The SEA Games is one of the five subregional Games of the Olympic Council of Asia, the others being South Asian Games, West Asian Games, East Asian Games, and Central Asian Games.

==History==
The SEA Games owes its origins to the South East Asian Peninsular Games or SEAP Games (abbreviated as SEAPG). On 22 May 1958, delegates from the countries in Southeast Asian Peninsula attending the Asian Games in Tokyo, Japan had a meeting and agreed to establish a sports organization. The SEAP Games was conceptualized by Luang Sukhum Nayapradit, then vice-president of the Thailand Olympic Committee. The proposed rationale was that a regional sports event will help promote co-operation, understanding, and relations among countries in the Southeast Asian region.

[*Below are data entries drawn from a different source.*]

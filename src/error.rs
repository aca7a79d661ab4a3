//! Error types for the allocator.
//!
//! Every failure carries a stable `MLxxx` code so callers can match on a
//! class of error without depending on message text.
//!
//! Code ranges:
//! - `ML1xx` - Arguments, initialization, limits on inputs
//! - `ML2xx` - Tesseract container issues
//! - `ML3xx` - Lane and fragment lifetime issues
//! - `ML4xx` - Highway pool issues

use std::fmt;
use std::sync::Arc;

use crate::tesseract::Gear;

/// Errors surfaced by lanes, fragments, highways and the Tesseract.
#[derive(Debug, Clone)]
pub enum Error {
    /// Operated on a component before it was set up.
    NotInitialized,
    /// Backing storage could not be created.
    InitFailure(Arc<std::io::Error>),
    /// An index, length or argument was missing or out of bounds.
    MissingOrInvalidArgument(&'static str),
    /// A size or capacity fell outside its permitted range.
    SizeOutOfRange { size: usize, min: usize, max: usize },
    /// A lane-level allocation failed in a non-recoverable way.
    AllocFailure(&'static str),
    /// A freshly created lane could not serve the request it was made for.
    NewLaneAllocFail { size: usize },
    /// Creating a lane would exceed the configured lane count.
    MaxLanesCountReached { max: usize },
    /// Creating a lane would exceed the configured total byte limit.
    MaxTotalAllocBytesReached { max: u64 },
    /// A lane's live-fragment counter was driven below zero.
    LaneNegativeReset,
    /// A fragment was accessed after its lane started a new cycle.
    WrongLaneCycle { fragment: u64, lane: u64 },
    /// A fragment or operation touched a disposed lane.
    DisposedLane,
    /// A fragment or operation touched a closed lane.
    ClosedLane,
    /// A ghost-tracking operation ran in the wrong disposal mode.
    IncorrectDisposalMode,
    /// A lock or permit could not be acquired in time.
    LockAcquisition,
    /// A drain or signal wait expired before completion.
    SignalAwaitTimeout,
    /// A Tesseract operation ran in a gear that does not permit it.
    WrongGear { op: &'static str, gear: Gear },
    /// The owning object was disposed.
    ObjectDisposed,
}

impl Error {
    /// Stable code for this error kind.
    pub fn code(&self) -> &'static str {
        match self {
            Error::NotInitialized => "ML100",
            Error::InitFailure(_) => "ML101",
            Error::MissingOrInvalidArgument(_) => "ML102",
            Error::SizeOutOfRange { .. } => "ML103",
            Error::WrongGear { .. } => "ML200",
            Error::SignalAwaitTimeout => "ML201",
            Error::LockAcquisition => "ML202",
            Error::AllocFailure(_) => "ML300",
            Error::LaneNegativeReset => "ML301",
            Error::WrongLaneCycle { .. } => "ML302",
            Error::DisposedLane => "ML303",
            Error::ClosedLane => "ML304",
            Error::IncorrectDisposalMode => "ML305",
            Error::NewLaneAllocFail { .. } => "ML400",
            Error::MaxLanesCountReached { .. } => "ML401",
            Error::MaxTotalAllocBytesReached { .. } => "ML402",
            Error::ObjectDisposed => "ML403",
        }
    }

    /// Whether the caller can reasonably retry after this error.
    ///
    /// Wrong-gear and await-timeout failures are transient; lifetime
    /// violations (`ML301`..`ML303`) indicate fragment misuse and are not.
    pub fn is_recoverable(&self) -> bool {
        matches!(
            self,
            Error::WrongGear { .. }
                | Error::SignalAwaitTimeout
                | Error::LockAcquisition
                | Error::AllocFailure(_)
        )
    }
}

impl fmt::Display for Error {
    fn fmt(&self, f: &mut fmt::Formatter<'_>) -> fmt::Result {
        match self {
            Error::NotInitialized => write!(f, "component is not initialized"),
            Error::InitFailure(e) => write!(f, "backing storage init failed: {}", e),
            Error::MissingOrInvalidArgument(what) => {
                write!(f, "missing or invalid argument: {}", what)
            }
            Error::SizeOutOfRange { size, min, max } => {
                write!(f, "size {} outside permitted range [{}, {}]", size, min, max)
            }
            Error::AllocFailure(what) => write!(f, "allocation failure: {}", what),
            Error::NewLaneAllocFail { size } => {
                write!(f, "freshly created lane failed to serve {} bytes", size)
            }
            Error::MaxLanesCountReached { max } => {
                write!(f, "lane count limit reached ({})", max)
            }
            Error::MaxTotalAllocBytesReached { max } => {
                write!(f, "total allocated bytes limit reached ({})", max)
            }
            Error::LaneNegativeReset => {
                write!(f, "lane allocation counter driven below zero (double dispose?)")
            }
            Error::WrongLaneCycle { fragment, lane } => write!(
                f,
                "fragment belongs to cycle {} but the lane is in cycle {}",
                fragment, lane
            ),
            Error::DisposedLane => write!(f, "attempt to access a disposed lane"),
            Error::ClosedLane => write!(f, "attempt to access a closed lane"),
            Error::IncorrectDisposalMode => {
                write!(f, "operation requires the TrackGhosts disposal mode")
            }
            Error::LockAcquisition => write!(f, "failed to acquire a lock or permit in time"),
            Error::SignalAwaitTimeout => write!(f, "wait for concurrent operations timed out"),
            Error::WrongGear { op, gear } => {
                write!(f, "operation `{}` is not permitted in gear {:?}", op, gear)
            }
            Error::ObjectDisposed => write!(f, "object is disposed"),
        }
    }
}

impl std::error::Error for Error {
    fn source(&self) -> Option<&(dyn std::error::Error + 'static)> {
        match self {
            Error::InitFailure(e) => Some(e.as_ref()),
            _ => None,
        }
    }
}

impl From<Error> for std::io::Error {
    fn from(e: Error) -> Self {
        let kind = match &e {
            Error::MissingOrInvalidArgument(_) | Error::SizeOutOfRange { .. } => {
                std::io::ErrorKind::InvalidInput
            }
            Error::SignalAwaitTimeout | Error::LockAcquisition => std::io::ErrorKind::TimedOut,
            _ => std::io::ErrorKind::Other,
        };
        std::io::Error::new(kind, e)
    }
}

#[cfg(test)]
mod tests {
    use super::*;

    #[test]
    fn test_codes_are_stable() {
        assert_eq!(Error::LaneNegativeReset.code(), "ML301");
        assert_eq!(Error::ObjectDisposed.code(), "ML403");
        assert_eq!(
            Error::WrongGear { op: "append", gear: Gear::Neutral }.code(),
            "ML200"
        );
    }

    #[test]
    fn test_recoverable_classes() {
        assert!(Error::SignalAwaitTimeout.is_recoverable());
        assert!(!Error::LaneNegativeReset.is_recoverable());
        assert!(!Error::WrongLaneCycle { fragment: 0, lane: 1 }.is_recoverable());
    }
}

Six countries, Burma (now Myanmar), Cambodia, Laos, Malaya (now Malaysia), Thailand and the Republic of Vietnam (South Vietnam) were the founding members. These countries agreed to hold the Games biennially in June 1959 and the SEAP Games Federation Committee was formed thereafter.

The first SEAP Games were held in Bangkok from 12 to 17 December 1959, with more than 527 athletes and officials from 6 countries; Burma (now Myanmar), Laos, Malaya, Singapore, South Vietnam and Thailand participated in 12 sports.

At the 8th SEAP Games in 1975, while South Vietnam was fallen and no longer existed, the SEAP Federation considered the inclusion of Brunei, Indonesia, and the Philippines. These countries were formally admitted in 1977, the same year when SEAP Federation changed their name to the Southeast Asian Games Federation (SEAGF), and the games were known as the Southeast Asian Games. The unified Vietnam (Socialist Republic of Vietnam) returned to the games' 15th edition in 1989. Timor-Leste, one year after gaining independence from Indonesia, was admitted at the 22nd SEA Games in 2003.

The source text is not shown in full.